**Task directions:** Give the records again, word for word.

▬▬▬

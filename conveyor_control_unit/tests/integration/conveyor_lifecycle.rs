//! Integration test: conveyor with the default line timing.
//!
//! Validates: start delay → Running, sustained overspeed → Fault on the
//! exact debounce cycle, reset as a continuous inhibitor.

use std::time::Duration;

use conveyor_common::config::ConveyorConfig;
use conveyor_common::fault::FaultCause;
use conveyor_common::state::MotorState;

use conveyor_control_unit::conveyor::{ConveyorControl, ConveyorInputs};

const DT: Duration = Duration::from_millis(10);

fn cmd(start: bool, reset: bool, speed: i32) -> ConveyorInputs {
    ConveyorInputs {
        start,
        reset,
        speed_setpoint: speed,
        measured_current: None,
    }
}

// ── Scenario B: start delay ─────────────────────────────────────────

#[test]
fn start_delay_elapses_into_running() {
    let config = ConveyorConfig::default();
    let preset = config.start_delay();
    let mut conveyor = ConveyorControl::new(config);

    let out = conveyor.advance(&cmd(true, true, 50), DT);
    assert_eq!(out.state, MotorState::Starting);
    assert_eq!(out.start_count, 1);

    let mut cycles = 0;
    loop {
        let out = conveyor.advance(&cmd(true, true, 50), DT);
        cycles += 1;
        if out.state == MotorState::Running {
            assert_eq!(conveyor.start_delay_elapsed(), preset);
            break;
        }
        assert!(conveyor.start_delay_elapsed() < preset);
        assert!(cycles < 1_000, "never reached Running");
    }
    assert_eq!(cycles, 100);
    assert_eq!(conveyor.start_count(), 1);
}

// ── Scenario C: sustained overspeed ─────────────────────────────────

#[test]
fn sustained_overspeed_faults_on_debounce_cycle() {
    let config = ConveyorConfig::default();
    let debounce_ticks = (config.fault_debounce().as_millis() / DT.as_millis()) as usize;
    let mut conveyor = ConveyorControl::new(config);

    while conveyor.state() != MotorState::Running {
        conveyor.advance(&cmd(true, true, 96), DT);
    }

    for _ in 0..debounce_ticks - 1 {
        let out = conveyor.advance(&cmd(true, true, 96), DT);
        assert_eq!(out.state, MotorState::Running);
        assert_eq!(out.actual_speed, 96);
    }
    let out = conveyor.advance(&cmd(true, true, 96), DT);
    assert_eq!(out.state, MotorState::Fault);
    assert_eq!(out.actual_speed, 0);
    assert_eq!(conveyor.fault_cause(), Some(FaultCause::SustainedOverspeed));
    assert_eq!(
        conveyor.data().diagnostics.last_fault.as_str(),
        "Sustained speed above limit"
    );

    // Reset clears the fault unconditionally.
    let out = conveyor.advance(&cmd(false, true, 96), DT);
    assert_eq!(out.state, MotorState::Stopped);
    assert!(out.ready);
}

// ── Reset inhibitor ─────────────────────────────────────────────────

#[test]
fn reset_low_holds_stopped_in_every_state() {
    let config = ConveyorConfig {
        start_delay_ms: 50,
        ..ConveyorConfig::default()
    };
    let mut conveyor = ConveyorControl::new(config);

    // Interleave: bring it up, inhibit, repeat.
    for _ in 0..3 {
        for _ in 0..10 {
            conveyor.advance(&cmd(true, true, 70), DT);
        }
        assert_eq!(conveyor.state(), MotorState::Running);
        for _ in 0..5 {
            let out = conveyor.advance(&cmd(true, false, 70), DT);
            assert_eq!(out.state, MotorState::Stopped);
            assert_eq!(out.actual_speed, 0);
            assert!(!out.running);
        }
    }
    // Start held high the whole time: a single edge.
    assert_eq!(conveyor.start_count(), 1);
    assert!(conveyor.run_time() > Duration::ZERO);
}

#[test]
fn diagnostics_follow_measured_current() {
    let config = ConveyorConfig {
        start_delay_ms: 20,
        ..ConveyorConfig::default()
    };
    let mut conveyor = ConveyorControl::new(config);
    let samples = [3.0, 5.0, 4.0, 8.0];
    for amps in samples {
        let mut input = cmd(true, true, 40);
        input.measured_current = Some(amps);
        conveyor.advance(&input, DT);
    }
    let diag = &conveyor.data().diagnostics;
    assert_eq!(diag.current_samples, 4);
    assert!((diag.average_current - 5.0).abs() < 1e-9);
    assert_eq!(diag.peak_current, 8.0);
    assert_eq!(diag.fault_count, 0);
}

▬▬▬

**Task answer:**
filename conveyor_control_unit/tests/integration/conveyor_lifecycle.rs
//! Integration test: conveyor with the default line timing.
//!
//! Validates: start delay → Running, sustained overspeed → Fault on the
//! exact debounce cycle, reset as a continuous inhibitor.

use std::time::Duration;

use conveyor_common::config::ConveyorConfig;
use conveyor_common::fault::FaultCause;
use conveyor_common::state::MotorState;

use conveyor_control_unit::conveyor::{ConveyorControl, ConveyorInputs};

const DT: Duration = Duration::from_millis(10);

fn cmd(start: bool, reset: bool, speed: i32) -> ConveyorInputs {
    ConveyorInputs {
        start,
        reset,
        speed_setpoint: speed,
        measured_current: None,
    }
}

// ── Scenario B: start delay ─────────────────────────────────────────

#[test]
fn start_delay_elapses_into_running() {
    let config = ConveyorConfig::default();
    let preset = config.start_delay();
    let mut conveyor = ConveyorControl::new(config);

    let out = conveyor.advance(&cmd(true, true, 50), DT);
    assert_eq!(out.state, MotorState::Starting);
    assert_eq!(out.start_count, 1);

    let mut cycles = 0;
    loop {
        let out = conveyor.advance(&cmd(true, true, 50), DT);
        cycles += 1;
        if out.state == MotorState::Running {
            assert_eq!(conveyor.start_delay_elapsed(), preset);
            break;
        }
        assert!(conveyor.start_delay_elapsed() < preset);
        assert!(cycles < 1_000, "never reached Running");
    }
    assert_eq!(cycles, 100);
    assert_eq!(conveyor.start_count(), 1);
}

// ── Scenario C: sustained overspeed ─────────────────────────────────

#[test]
fn sustained_overspeed_faults_on_debounce_cycle() {
    let config = ConveyorConfig::default();
    let debounce_ticks = (config.fault_debounce().as_millis() / DT.as_millis()) as usize;
    let mut conveyor = ConveyorControl::new(config);

    while conveyor.state() != MotorState::Running {
        conveyor.advance(&cmd(true, true, 96), DT);
    }

    for _ in 0..debounce_ticks - 1 {
        let out = conveyor.advance(&cmd(true, true, 96), DT);
        assert_eq!(out.state, MotorState::Running);
        assert_eq!(out.actual_speed, 96);
    }
    let out = conveyor.advance(&cmd(true, true, 96), DT);
    assert_eq!(out.state, MotorState::Fault);
    assert_eq!(out.actual_speed, 0);
    assert_eq!(conveyor.fault_cause(), Some(FaultCause::SustainedOverspeed));
    assert_eq!(
        conveyor.data().diagnostics.last_fault.as_str(),
        "Sustained speed above limit"
    );

    // Reset clears the fault unconditionally.
    let out = conveyor.advance(&cmd(false, true, 96), DT);
    assert_eq!(out.state, MotorState::Stopped);
    assert!(out.ready);
}

// ── Reset inhibitor ─────────────────────────────────────────────────

#[test]
fn reset_low_holds_stopped_in_every_state() {
    let config = ConveyorConfig {
        start_delay_ms: 50,
        ..ConveyorConfig::default()
    };
    let mut conveyor = ConveyorControl::new(config);

    // Interleave: bring it up, inhibit, repeat.
    for _ in 0..3 {
        for _ in 0..10 {
            conveyor.advance(&cmd(true, true, 70), DT);
        }
        assert_eq!(conveyor.state(), MotorState::Running);
        for _ in 0..5 {
            let out = conveyor.advance(&cmd(true, false, 70), DT);
            assert_eq!(out.state, MotorState::Stopped);
            assert_eq!(out.actual_speed, 0);
            assert!(!out.running);
        }
    }
    // Start held high the whole time: a single edge.
    assert_eq!(conveyor.start_count(), 1);
    assert!(conveyor.run_time() > Duration::ZERO);
}

#[test]
fn diagnostics_follow_measured_current() {
    let config = ConveyorConfig {
        start_delay_ms: 20,
        ..ConveyorConfig::default()
    };
    let mut conveyor = ConveyorControl::new(config);
    let samples = [3.0, 5.0, 4.0, 8.0];
    for amps in samples {
        let mut input = cmd(true, true, 40);
        input.measured_current = Some(amps);
        conveyor.advance(&input, DT);
    }
    let diag = &conveyor.data().diagnostics;
    assert_eq!(diag.current_samples, 4);
    assert!((diag.average_current - 5.0).abs() < 1e-9);
    assert_eq!(diag.peak_current, 8.0);
    assert_eq!(diag.fault_count, 0);
}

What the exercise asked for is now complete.